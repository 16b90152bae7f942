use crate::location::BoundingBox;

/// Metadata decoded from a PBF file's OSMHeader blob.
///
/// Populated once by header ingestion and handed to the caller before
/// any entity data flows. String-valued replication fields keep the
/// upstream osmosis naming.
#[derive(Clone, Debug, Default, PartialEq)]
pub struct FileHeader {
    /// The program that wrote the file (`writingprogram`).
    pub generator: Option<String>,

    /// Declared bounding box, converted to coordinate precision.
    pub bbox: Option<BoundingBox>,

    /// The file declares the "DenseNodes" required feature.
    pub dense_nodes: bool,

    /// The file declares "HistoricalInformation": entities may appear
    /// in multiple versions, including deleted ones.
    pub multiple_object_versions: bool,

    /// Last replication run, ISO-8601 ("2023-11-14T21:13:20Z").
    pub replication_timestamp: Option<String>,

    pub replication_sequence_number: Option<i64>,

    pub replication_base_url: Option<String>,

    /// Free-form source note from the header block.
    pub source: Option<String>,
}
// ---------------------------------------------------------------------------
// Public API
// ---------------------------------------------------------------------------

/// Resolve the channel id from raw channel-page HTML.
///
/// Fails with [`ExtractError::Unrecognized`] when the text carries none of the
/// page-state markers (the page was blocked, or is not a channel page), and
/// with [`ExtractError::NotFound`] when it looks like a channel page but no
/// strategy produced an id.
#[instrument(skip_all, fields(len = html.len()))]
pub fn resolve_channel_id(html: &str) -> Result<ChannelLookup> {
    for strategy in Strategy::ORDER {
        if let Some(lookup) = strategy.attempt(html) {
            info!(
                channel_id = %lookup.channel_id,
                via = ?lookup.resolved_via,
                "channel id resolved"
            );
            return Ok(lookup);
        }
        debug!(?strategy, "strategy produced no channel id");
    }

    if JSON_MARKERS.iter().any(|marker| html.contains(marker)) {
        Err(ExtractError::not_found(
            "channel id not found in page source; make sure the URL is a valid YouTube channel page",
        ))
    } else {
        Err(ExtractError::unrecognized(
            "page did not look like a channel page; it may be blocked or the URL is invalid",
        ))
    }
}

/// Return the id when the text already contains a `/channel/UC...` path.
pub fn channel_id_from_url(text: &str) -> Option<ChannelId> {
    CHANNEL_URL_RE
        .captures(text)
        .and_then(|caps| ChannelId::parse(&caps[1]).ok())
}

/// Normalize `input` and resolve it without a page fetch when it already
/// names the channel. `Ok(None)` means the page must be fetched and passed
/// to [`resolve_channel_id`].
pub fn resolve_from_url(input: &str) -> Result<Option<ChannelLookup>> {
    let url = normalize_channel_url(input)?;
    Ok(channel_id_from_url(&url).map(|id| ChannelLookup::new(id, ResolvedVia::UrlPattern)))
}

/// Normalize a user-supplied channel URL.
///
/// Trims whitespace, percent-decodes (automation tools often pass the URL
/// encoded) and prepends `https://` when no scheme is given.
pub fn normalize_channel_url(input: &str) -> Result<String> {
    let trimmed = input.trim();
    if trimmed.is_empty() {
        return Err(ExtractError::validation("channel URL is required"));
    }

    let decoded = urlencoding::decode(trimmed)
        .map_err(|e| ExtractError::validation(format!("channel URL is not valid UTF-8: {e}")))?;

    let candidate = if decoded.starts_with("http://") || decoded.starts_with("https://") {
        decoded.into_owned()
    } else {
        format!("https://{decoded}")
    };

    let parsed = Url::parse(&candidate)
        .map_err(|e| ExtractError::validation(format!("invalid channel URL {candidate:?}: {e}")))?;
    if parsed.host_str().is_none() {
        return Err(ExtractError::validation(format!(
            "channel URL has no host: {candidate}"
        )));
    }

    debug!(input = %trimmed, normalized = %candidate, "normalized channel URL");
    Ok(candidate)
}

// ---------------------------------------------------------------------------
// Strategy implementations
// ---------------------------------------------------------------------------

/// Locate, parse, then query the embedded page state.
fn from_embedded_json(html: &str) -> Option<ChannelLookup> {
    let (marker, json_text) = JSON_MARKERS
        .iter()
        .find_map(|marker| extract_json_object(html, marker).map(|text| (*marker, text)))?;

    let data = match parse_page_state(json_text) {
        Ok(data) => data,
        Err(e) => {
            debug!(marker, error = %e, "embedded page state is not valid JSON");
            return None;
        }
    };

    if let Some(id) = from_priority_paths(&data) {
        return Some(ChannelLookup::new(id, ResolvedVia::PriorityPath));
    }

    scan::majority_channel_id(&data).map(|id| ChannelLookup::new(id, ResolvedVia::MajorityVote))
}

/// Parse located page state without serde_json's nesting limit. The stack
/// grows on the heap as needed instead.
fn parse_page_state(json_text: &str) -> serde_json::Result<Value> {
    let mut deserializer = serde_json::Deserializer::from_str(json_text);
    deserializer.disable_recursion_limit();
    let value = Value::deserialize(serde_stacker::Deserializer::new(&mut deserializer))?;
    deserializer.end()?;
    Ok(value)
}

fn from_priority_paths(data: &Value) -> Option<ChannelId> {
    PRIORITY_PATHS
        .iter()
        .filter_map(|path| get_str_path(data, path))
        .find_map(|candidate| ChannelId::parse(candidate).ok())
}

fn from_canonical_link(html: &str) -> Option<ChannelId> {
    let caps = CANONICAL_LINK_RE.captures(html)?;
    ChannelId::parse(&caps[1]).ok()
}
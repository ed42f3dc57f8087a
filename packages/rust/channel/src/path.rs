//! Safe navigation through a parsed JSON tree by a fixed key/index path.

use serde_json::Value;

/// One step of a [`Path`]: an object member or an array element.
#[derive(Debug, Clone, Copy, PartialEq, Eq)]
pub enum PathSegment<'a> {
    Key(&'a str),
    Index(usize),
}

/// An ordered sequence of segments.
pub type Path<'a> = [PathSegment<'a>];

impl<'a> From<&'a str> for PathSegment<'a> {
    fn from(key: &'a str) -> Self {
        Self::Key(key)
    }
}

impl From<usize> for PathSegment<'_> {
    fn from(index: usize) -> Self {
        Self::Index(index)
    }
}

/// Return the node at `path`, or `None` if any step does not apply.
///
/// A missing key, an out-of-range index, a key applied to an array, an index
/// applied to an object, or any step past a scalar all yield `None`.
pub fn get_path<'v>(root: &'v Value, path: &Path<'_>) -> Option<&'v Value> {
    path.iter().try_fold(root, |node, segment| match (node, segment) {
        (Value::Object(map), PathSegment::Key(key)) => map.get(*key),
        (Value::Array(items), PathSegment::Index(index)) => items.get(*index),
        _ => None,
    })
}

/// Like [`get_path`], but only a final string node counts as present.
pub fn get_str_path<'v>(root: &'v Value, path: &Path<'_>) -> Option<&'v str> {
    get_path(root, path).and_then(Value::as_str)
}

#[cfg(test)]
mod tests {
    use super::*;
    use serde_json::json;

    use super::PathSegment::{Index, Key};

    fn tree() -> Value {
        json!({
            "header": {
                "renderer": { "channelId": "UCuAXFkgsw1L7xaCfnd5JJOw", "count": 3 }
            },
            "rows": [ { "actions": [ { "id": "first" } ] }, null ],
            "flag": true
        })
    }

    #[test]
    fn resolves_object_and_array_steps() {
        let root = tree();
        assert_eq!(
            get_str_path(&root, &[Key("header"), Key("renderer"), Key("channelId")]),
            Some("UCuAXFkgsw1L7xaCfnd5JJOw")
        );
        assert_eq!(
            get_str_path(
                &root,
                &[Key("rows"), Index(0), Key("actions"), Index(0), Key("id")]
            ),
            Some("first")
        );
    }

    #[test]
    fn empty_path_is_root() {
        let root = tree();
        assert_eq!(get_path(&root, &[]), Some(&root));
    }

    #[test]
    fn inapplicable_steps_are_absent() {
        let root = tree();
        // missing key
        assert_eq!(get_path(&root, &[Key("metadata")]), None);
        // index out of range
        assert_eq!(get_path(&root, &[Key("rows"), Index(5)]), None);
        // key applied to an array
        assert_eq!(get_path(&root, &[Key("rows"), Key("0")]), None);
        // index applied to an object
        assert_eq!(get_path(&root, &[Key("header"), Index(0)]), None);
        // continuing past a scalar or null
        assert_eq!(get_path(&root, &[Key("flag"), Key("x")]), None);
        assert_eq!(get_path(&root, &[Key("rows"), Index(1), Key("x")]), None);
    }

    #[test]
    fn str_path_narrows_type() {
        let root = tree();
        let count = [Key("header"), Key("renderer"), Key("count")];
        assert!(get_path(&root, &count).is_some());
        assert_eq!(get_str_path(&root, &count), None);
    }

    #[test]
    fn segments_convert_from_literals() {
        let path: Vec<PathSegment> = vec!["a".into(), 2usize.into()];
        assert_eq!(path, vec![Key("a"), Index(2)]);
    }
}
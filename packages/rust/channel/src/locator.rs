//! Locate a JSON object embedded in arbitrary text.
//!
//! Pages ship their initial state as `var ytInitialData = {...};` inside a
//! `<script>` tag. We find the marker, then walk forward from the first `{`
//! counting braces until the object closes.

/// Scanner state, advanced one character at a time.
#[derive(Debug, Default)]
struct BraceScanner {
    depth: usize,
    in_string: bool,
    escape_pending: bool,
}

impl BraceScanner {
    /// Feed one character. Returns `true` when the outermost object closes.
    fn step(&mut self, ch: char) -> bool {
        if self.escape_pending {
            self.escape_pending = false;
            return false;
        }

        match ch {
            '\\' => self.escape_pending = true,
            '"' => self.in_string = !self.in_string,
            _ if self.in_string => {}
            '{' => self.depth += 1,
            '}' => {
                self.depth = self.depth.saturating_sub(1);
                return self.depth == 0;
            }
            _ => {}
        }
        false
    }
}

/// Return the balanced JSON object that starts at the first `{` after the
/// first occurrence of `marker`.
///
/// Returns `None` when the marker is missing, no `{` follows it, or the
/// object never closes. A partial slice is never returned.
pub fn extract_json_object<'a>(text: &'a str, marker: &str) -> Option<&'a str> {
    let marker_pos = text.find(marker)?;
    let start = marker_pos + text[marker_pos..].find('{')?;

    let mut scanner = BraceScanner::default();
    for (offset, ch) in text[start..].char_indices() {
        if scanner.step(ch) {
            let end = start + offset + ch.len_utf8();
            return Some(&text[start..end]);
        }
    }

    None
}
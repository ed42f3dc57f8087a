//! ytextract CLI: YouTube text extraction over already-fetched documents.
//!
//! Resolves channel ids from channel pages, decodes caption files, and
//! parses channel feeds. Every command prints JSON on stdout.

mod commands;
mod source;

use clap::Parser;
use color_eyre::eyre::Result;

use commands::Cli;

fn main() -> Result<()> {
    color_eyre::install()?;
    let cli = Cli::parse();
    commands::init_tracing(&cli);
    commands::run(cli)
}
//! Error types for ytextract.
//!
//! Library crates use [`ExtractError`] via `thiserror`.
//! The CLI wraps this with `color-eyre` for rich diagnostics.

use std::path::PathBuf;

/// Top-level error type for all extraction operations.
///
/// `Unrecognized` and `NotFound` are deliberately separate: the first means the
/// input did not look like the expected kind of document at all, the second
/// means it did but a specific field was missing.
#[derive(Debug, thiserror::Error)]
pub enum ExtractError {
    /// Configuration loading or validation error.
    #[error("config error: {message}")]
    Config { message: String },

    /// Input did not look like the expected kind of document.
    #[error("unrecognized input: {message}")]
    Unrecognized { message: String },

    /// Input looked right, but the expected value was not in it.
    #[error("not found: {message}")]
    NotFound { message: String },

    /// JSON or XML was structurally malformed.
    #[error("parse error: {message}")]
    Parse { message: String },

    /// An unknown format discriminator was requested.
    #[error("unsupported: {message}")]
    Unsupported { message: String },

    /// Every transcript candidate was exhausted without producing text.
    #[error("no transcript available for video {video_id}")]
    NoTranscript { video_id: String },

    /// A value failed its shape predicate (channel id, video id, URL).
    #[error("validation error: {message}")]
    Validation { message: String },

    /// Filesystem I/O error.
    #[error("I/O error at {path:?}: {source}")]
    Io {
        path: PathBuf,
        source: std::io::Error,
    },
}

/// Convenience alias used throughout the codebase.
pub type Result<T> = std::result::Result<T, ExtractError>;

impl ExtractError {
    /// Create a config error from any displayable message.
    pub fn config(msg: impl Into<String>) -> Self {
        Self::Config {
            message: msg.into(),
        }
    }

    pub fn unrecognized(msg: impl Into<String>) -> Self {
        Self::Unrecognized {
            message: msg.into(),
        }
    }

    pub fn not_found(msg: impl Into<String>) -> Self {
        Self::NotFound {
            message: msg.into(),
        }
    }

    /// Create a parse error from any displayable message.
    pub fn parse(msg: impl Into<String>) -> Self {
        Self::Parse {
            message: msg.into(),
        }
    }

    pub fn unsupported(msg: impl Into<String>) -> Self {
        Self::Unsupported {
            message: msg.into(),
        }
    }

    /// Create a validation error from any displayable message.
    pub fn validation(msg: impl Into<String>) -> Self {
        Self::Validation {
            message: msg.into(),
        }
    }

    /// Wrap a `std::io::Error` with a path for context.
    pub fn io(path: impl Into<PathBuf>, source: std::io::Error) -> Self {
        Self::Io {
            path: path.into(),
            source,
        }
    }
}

━━━━

(Task statement) The records above should be printed exactly, please, from the first line through the line containing "The program that", with both ends kept and nothing past it.

(Answer to this exercise)
repository 16b90152bae7f942
use crate::location::BoundingBox;

/// Metadata decoded from a PBF file's OSMHeader blob.
///
/// Populated once by header ingestion and handed to the caller before
/// any entity data flows. String-valued replication fields keep the
/// upstream osmosis naming.
#[derive(Clone, Debug, Default, PartialEq)]
pub struct FileHeader {
    /// The program that wrote the file (`writingprogram`).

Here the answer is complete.